The queen made an open declaration to Fortuné. When Fortuné refused her, she attacked him and herself and called for help, saying that he had attacked her and her injuries stemmed from her resistance. Fortuné was sentenced to be stabbed to death, but taking off the clothing revealed that she was a woman. The king married her.

==Motifs==
This story type is found in the older works of Costanza / Costanzo, by Giovanni Francesco Straparola, and The Three Crowns by Giambattista Basile.
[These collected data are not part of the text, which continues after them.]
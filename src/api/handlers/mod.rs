//! HTTP handlers and the JSON envelope they all answer with.
//!
//! Every JSON response is `{ success, message, data?, error?, errorKind? }`.
//! Failures carry the stable error kind and a `retryable` hint; the internal
//! detail in `error` is only included outside production.

pub mod event_details;
pub mod health;
pub mod otp;
pub mod registrations;
pub mod root;

use axum::{
    Json,
    extract::multipart::MultipartError,
    http::StatusCode,
    response::{IntoResponse, Response},
};
use serde::Serialize;
use tracing::{error, warn};
use utoipa::ToSchema;

use crate::api::Environment;
use crate::error::Error;

#[derive(Debug, Serialize, ToSchema)]
pub struct ApiResponse<T> {
    pub success: bool,
    pub message: String,
    #[serde(skip_serializing_if = "Option::is_none")]
    pub data: Option<T>,
}

#[derive(Debug, Serialize, ToSchema)]
#[serde(rename_all = "camelCase")]
pub struct ApiFailure {
    pub success: bool,
    pub message: String,
    pub error_kind: String,
    pub retryable: bool,
    #[serde(skip_serializing_if = "Option::is_none")]
    pub error: Option<String>,
    #[serde(skip_serializing_if = "Option::is_none")]
    pub already_registered: Option<bool>,
    #[serde(skip_serializing_if = "Option::is_none")]
    pub requires_verification: Option<bool>,
}

pub(crate) fn success<T: Serialize>(status: StatusCode, message: &str, data: T) -> Response {
    (
        status,
        Json(ApiResponse {
            success: true,
            message: message.to_string(),
            data: Some(data),
        }),
    )
        .into_response()
}

pub(crate) fn failure(err: &Error, environment: Environment) -> Response {
    let status = err.status();
    if status.is_server_error() {
        error!(error = %err, kind = err.kind(), "request failed");
    } else {
        warn!(error = %err, kind = err.kind(), "request rejected");
    }

    let body = ApiFailure {
        success: false,
        message: err.public_message(),
        error_kind: err.kind().to_string(),
        retryable: err.is_retryable(),
        error: environment.exposes_errors().then(|| err.to_string()),
        already_registered: matches!(err, Error::AlreadyRegistered).then_some(true),
        requires_verification: matches!(err, Error::VerificationRequired).then_some(true),
    };
    (status, Json(body)).into_response()
}

/// An upload over the body limit reads as an attachment error naming `subject`.
pub(crate) fn multipart_error(err: &MultipartError, subject: &str, max_bytes: usize) -> Error {
    if err.status() == StatusCode::PAYLOAD_TOO_LARGE {
        Error::InvalidAttachment(format!(
            "{subject} must be less than {}MB",
            max_bytes / (1024 * 1024)
        ))
    } else {
        Error::InvalidInput(format!("Invalid form data: {}", err.body_text()))
    }
}

#[cfg(test)]
mod tests {
    use super::*;
    use axum::body::to_bytes;
    use serde_json::Value;

    async fn body(response: Response) -> anyhow::Result<Value> {
        let bytes = to_bytes(response.into_body(), usize::MAX).await?;
        Ok(serde_json::from_slice(&bytes)?)
    }

    #[tokio::test]
    async fn failure_hides_detail_in_production() -> anyhow::Result<()> {
        let err = Error::Storage(anyhow::anyhow!("pool timed out"));

        let response = failure(&err, Environment::Production);
        assert_eq!(response.status(), StatusCode::INTERNAL_SERVER_ERROR);
        let json = body(response).await?;
        assert_eq!(json["success"], false);
        assert_eq!(json["message"], "Internal server error");
        assert_eq!(json["errorKind"], "storage");
        assert_eq!(json["retryable"], true);
        assert!(json.get("error").is_none());

        let json = body(failure(&err, Environment::Development)).await?;
        assert!(
            json["error"]
                .as_str()
                .is_some_and(|detail| detail.contains("pool timed out"))
        );
        Ok(())
    }

    #[tokio::test]
    async fn failure_flags_registration_state() -> anyhow::Result<()> {
        let json = body(failure(&Error::AlreadyRegistered, Environment::Production)).await?;
        assert_eq!(json["alreadyRegistered"], true);
        assert_eq!(json["retryable"], false);
        assert!(json.get("requiresVerification").is_none());

        let json = body(failure(&Error::VerificationRequired, Environment::Production)).await?;
        assert_eq!(json["requiresVerification"], true);
        Ok(())
    }

    #[tokio::test]
    async fn success_wraps_data() -> anyhow::Result<()> {
        let response = success(StatusCode::CREATED, "Created", serde_json::json!({"id": 1}));
        assert_eq!(response.status(), StatusCode::CREATED);
        let json = body(response).await?;
        assert_eq!(json["success"], true);
        assert_eq!(json["data"]["id"], 1);
        Ok(())
    }
}
//! The registration desk: one service object behind every endpoint.
//!
//! Flow Overview:
//! 1) `issue_otp` rate-limits and sends a 4 digit code for an unregistered email.
//! 2) `verify_otp` answers the challenge and marks the email verified.
//! 3) `submit` admits a registration for a verified email and spends the token.
//! 4) `approve` / `reject` drive each registration to a terminal state and
//!    notify the registrant after the change is stored.
//!
//! Issue, verify and submit for one email run under a per-email lock so their
//! check-then-act sequences cannot interleave.

mod admission;
mod event;
mod notes;
mod otp;
mod review;
mod ticket;

pub use admission::Submission;
pub use notes::NoteFeed;
pub use otp::{OtpIssued, OtpVerified};
pub use review::{ApprovalOutcome, RejectionOutcome};
pub use ticket::generate_ticket_id;

use anyhow::anyhow;
use std::future::Future;
use std::sync::Arc;

use crate::email::{DeliveryReceipt, Messenger};
use crate::error::{Error, Result};
use crate::otp::{EmailLocks, OtpConfig, OtpStore, VerifiedEmails};
use crate::storage::{EventDetailsStore, RegistrationStore};

const DEFAULT_PRICE: i64 = 3000;
const DEFAULT_MAX_ATTACHMENT_BYTES: usize = 5 * 1024 * 1024;
const DEFAULT_MAX_BANNER_BYTES: usize = 5 * 1024 * 1024;
const DEFAULT_TICKET_ID_ATTEMPTS: u32 = 10;
const DEFAULT_TICKET_TYPE: &str = "General Admission";
const DEFAULT_REJECTION_REASON: &str = "Payment verification failed. Please ensure your bank slip shows the correct amount (Rs. 3,000) and transaction details are visible.";

#[derive(Clone, Debug)]
pub struct RegistrationConfig {
    price: i64,
    max_attachment_bytes: usize,
    max_banner_bytes: usize,
    ticket_id_attempts: u32,
    ticket_type: String,
    default_rejection_reason: String,
}

impl RegistrationConfig {
    /// Defaults: price 3000, 5 MiB attachments and banners, 10 ticket id draws.
    #[must_use]
    pub fn new() -> Self {
        Self {
            price: DEFAULT_PRICE,
            max_attachment_bytes: DEFAULT_MAX_ATTACHMENT_BYTES,
            max_banner_bytes: DEFAULT_MAX_BANNER_BYTES,
            ticket_id_attempts: DEFAULT_TICKET_ID_ATTEMPTS,
            ticket_type: DEFAULT_TICKET_TYPE.to_string(),
            default_rejection_reason: DEFAULT_REJECTION_REASON.to_string(),
        }
    }

    #[must_use]
    pub fn with_price(mut self, price: i64) -> Self {
        self.price = price;
        self
    }

    #[must_use]
    pub fn with_max_attachment_bytes(mut self, bytes: usize) -> Self {
        self.max_attachment_bytes = bytes;
        self
    }

    #[must_use]
    pub fn with_max_banner_bytes(mut self, bytes: usize) -> Self {
        self.max_banner_bytes = bytes;
        self
    }

    #[must_use]
    pub fn with_ticket_id_attempts(mut self, attempts: u32) -> Self {
        self.ticket_id_attempts = attempts.max(1);
        self
    }

    #[must_use]
    pub fn with_default_rejection_reason(mut self, reason: String) -> Self {
        self.default_rejection_reason = reason;
        self
    }

    #[must_use]
    pub fn price(&self) -> i64 {
        self.price
    }

    #[must_use]
    pub fn max_attachment_bytes(&self) -> usize {
        self.max_attachment_bytes
    }

    #[must_use]
    pub fn max_banner_bytes(&self) -> usize {
        self.max_banner_bytes
    }

    #[must_use]
    pub fn ticket_id_attempts(&self) -> u32 {
        self.ticket_id_attempts
    }

    #[must_use]
    pub fn default_rejection_reason(&self) -> &str {
        &self.default_rejection_reason
    }
}

impl Default for RegistrationConfig {
    fn default() -> Self {
        Self::new()
    }
}

pub struct Desk {
    otp_config: OtpConfig,
    config: RegistrationConfig,
    otps: OtpStore,
    verified: VerifiedEmails,
    locks: EmailLocks,
    registrations: Arc<dyn RegistrationStore>,
    events: Arc<dyn EventDetailsStore>,
    messenger: Arc<dyn Messenger>,
}

impl Desk {
    #[must_use]
    pub fn new(
        otp_config: OtpConfig,
        config: RegistrationConfig,
        registrations: Arc<dyn RegistrationStore>,
        events: Arc<dyn EventDetailsStore>,
        messenger: Arc<dyn Messenger>,
    ) -> Self {
        let otp_config = otp_config.normalize();
        Self {
            otps: OtpStore::new(&otp_config),
            verified: VerifiedEmails::new(otp_config.verified_ttl()),
            locks: EmailLocks::new(),
            otp_config,
            config,
            registrations,
            events,
            messenger,
        }
    }

    #[must_use]
    pub fn otp_config(&self) -> &OtpConfig {
        &self.otp_config
    }

    #[must_use]
    pub fn config(&self) -> &RegistrationConfig {
        &self.config
    }

    /// Whether the durable store answers.
    ///
    /// # Errors
    /// Returns [`Error::Storage`] when the store is unreachable.
    pub async fn ping(&self) -> Result<()> {
        self.registrations.ping().await.map_err(Error::Storage)
    }

    async fn email_registered(&self, email: &str) -> Result<bool> {
        self.registrations
            .email_registered(email)
            .await
            .map_err(Error::Storage)
    }

    /// Bound a messenger call by the delivery timeout.
    async fn deliver<F>(&self, send: F) -> anyhow::Result<DeliveryReceipt>
    where
        F: Future<Output = anyhow::Result<DeliveryReceipt>>,
    {
        let timeout = self.otp_config.delivery_timeout();
        tokio::time::timeout(timeout, send)
            .await
            .map_err(|_| anyhow!("delivery timed out after {}s", timeout.as_secs()))?
    }
}
//! Error taxonomy shared by the OTP engine, admission, and review workflows.
//!
//! Every variant maps to a stable `kind()` string that ends up in the response
//! envelope and to the HTTP status the handlers return. Collaborator failures
//! (database, mail transport) carry their `anyhow` chain so it can be logged and,
//! outside production, echoed back to the caller.

use axum::http::StatusCode;

pub type Result<T, E = Error> = std::result::Result<T, E>;

#[derive(Debug, thiserror::Error)]
pub enum Error {
    #[error("{0}")]
    InvalidInput(String),
    #[error("This email has already been registered. Each email can only register once.")]
    AlreadyRegistered,
    #[error("Too many OTP requests. Please try again in {window_minutes} minutes.")]
    RateLimited { window_minutes: u64 },
    #[error("OTP not found or has expired. Please request a new one.")]
    NotFoundOrExpired,
    #[error("OTP has expired. Please request a new one.")]
    Expired,
    #[error("Maximum verification attempts exceeded. Please request a new OTP.")]
    AttemptsExceeded,
    #[error("Invalid OTP. {remaining} attempt{} remaining.", plural(.remaining))]
    Mismatch { remaining: u32 },
    #[error("Email not verified or verification expired. Please verify your email first.")]
    VerificationRequired,
    #[error("{0}")]
    InvalidAttachment(String),
    #[error("{0} not found")]
    NotFound(&'static str),
    #[error("Registration has already been approved")]
    AlreadyApproved,
    #[error("Failed to generate a unique ticket ID after {attempts} attempts")]
    IdGenerationFailed { attempts: u32 },
    #[error("Failed to deliver email: {0:#}")]
    DeliveryFailed(#[source] anyhow::Error),
    #[error("Storage failure: {0:#}")]
    Storage(#[source] anyhow::Error),
}

fn plural(count: &u32) -> &'static str {
    if *count == 1 { "" } else { "s" }
}

impl Error {
    /// Stable machine-readable classification.
    #[must_use]
    pub const fn kind(&self) -> &'static str {
        match self {
            Self::InvalidInput(_) => "invalid_input",
            Self::AlreadyRegistered => "already_registered",
            Self::RateLimited { .. } => "rate_limited",
            Self::NotFoundOrExpired => "not_found_or_expired",
            Self::Expired => "expired",
            Self::AttemptsExceeded => "attempts_exceeded",
            Self::Mismatch { .. } => "mismatch",
            Self::VerificationRequired => "verification_required",
            Self::InvalidAttachment(_) => "invalid_attachment",
            Self::NotFound(_) => "not_found",
            Self::AlreadyApproved => "already_approved",
            Self::IdGenerationFailed { .. } => "id_generation_failed",
            Self::DeliveryFailed(_) => "delivery_failed",
            Self::Storage(_) => "storage",
        }
    }

    #[must_use]
    pub const fn status(&self) -> StatusCode {
        match self {
            Self::InvalidInput(_)
            | Self::NotFoundOrExpired
            | Self::Expired
            | Self::AttemptsExceeded
            | Self::Mismatch { .. }
            | Self::VerificationRequired
            | Self::InvalidAttachment(_) => StatusCode::BAD_REQUEST,
            Self::AlreadyRegistered | Self::AlreadyApproved => StatusCode::CONFLICT,
            Self::RateLimited { .. } => StatusCode::TOO_MANY_REQUESTS,
            Self::NotFound(_) => StatusCode::NOT_FOUND,
            Self::DeliveryFailed(_) => StatusCode::BAD_GATEWAY,
            Self::IdGenerationFailed { .. } | Self::Storage(_) => {
                StatusCode::INTERNAL_SERVER_ERROR
            }
        }
    }

    /// Message safe to show to any caller. Collaborator failures are replaced by
    /// a generic line; their detail only travels in the `error` field.
    #[must_use]
    pub fn public_message(&self) -> String {
        match self {
            Self::DeliveryFailed(_) => "Failed to send email. Please try again.".to_string(),
            Self::Storage(_) => "Internal server error".to_string(),
            Self::IdGenerationFailed { .. } => "Failed to approve registration".to_string(),
            other => other.to_string(),
        }
    }

    /// Whether the caller can retry the same request later without changes.
    #[must_use]
    pub const fn is_retryable(&self) -> bool {
        matches!(
            self,
            Self::RateLimited { .. }
                | Self::DeliveryFailed(_)
                | Self::Storage(_)
                | Self::IdGenerationFailed { .. }
        )
    }
}

#[cfg(test)]
mod tests {
    use super::*;

    #[test]
    fn mismatch_message_pluralizes() {
        assert_eq!(
            Error::Mismatch { remaining: 2 }.to_string(),
            "Invalid OTP. 2 attempts remaining."
        );
        assert_eq!(
            Error::Mismatch { remaining: 1 }.to_string(),
            "Invalid OTP. 1 attempt remaining."
        );
    }

    #[test]
    fn collaborator_failures_hide_detail() {
        let err = Error::Storage(anyhow::anyhow!("connection refused on 10.0.0.4"));
        assert_eq!(err.public_message(), "Internal server error");
        assert!(err.to_string().contains("connection refused"));
        assert_eq!(err.status(), StatusCode::INTERNAL_SERVER_ERROR);
        assert!(err.is_retryable());
    }

    #[test]
    fn conflicts_map_to_409() {
        assert_eq!(Error::AlreadyRegistered.status(), StatusCode::CONFLICT);
        assert_eq!(Error::AlreadyRegistered.kind(), "already_registered");
        assert!(!Error::AlreadyRegistered.is_retryable());
    }

    #[test]
    fn not_found_names_the_entity() {
        assert_eq!(
            Error::NotFound("Registration").to_string(),
            "Registration not found"
        );
    }
}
This story shows more influence from Straparola.

The woman disguised as a man is found in folk and fairy tales as well, such as Vasilisa the Priest's Daughter or The Lute Player.

The motif of talented servants is classified as Aarne–Thompson–Uther ATU 513, "How Six Made Their Way Into The World" and is commonly found in folk and fairy tales, such as How Six Made Their Way in the World, The Six Servants, Long, Broad and Sharpsight, The Fool of the World and the Flying Ship, How the Hermit Helped to Win the King's Daughter, The Clever Little Tailor and one of the stories in Baron Munchausen.

==Legacy==
When translated into English, the tale was renamed The Story of Fortunio or Fortunio, by Laura Valentine, in The Old, Old Fairy Tales.

The tale was one of many from d'Aulnoy's pen to be adapted to the stage by James Planché, as part of his Fairy Extravaganza. He also renamed the tale Fortunio, and His Seven Gifted Servants when he adapted the tale to the stage.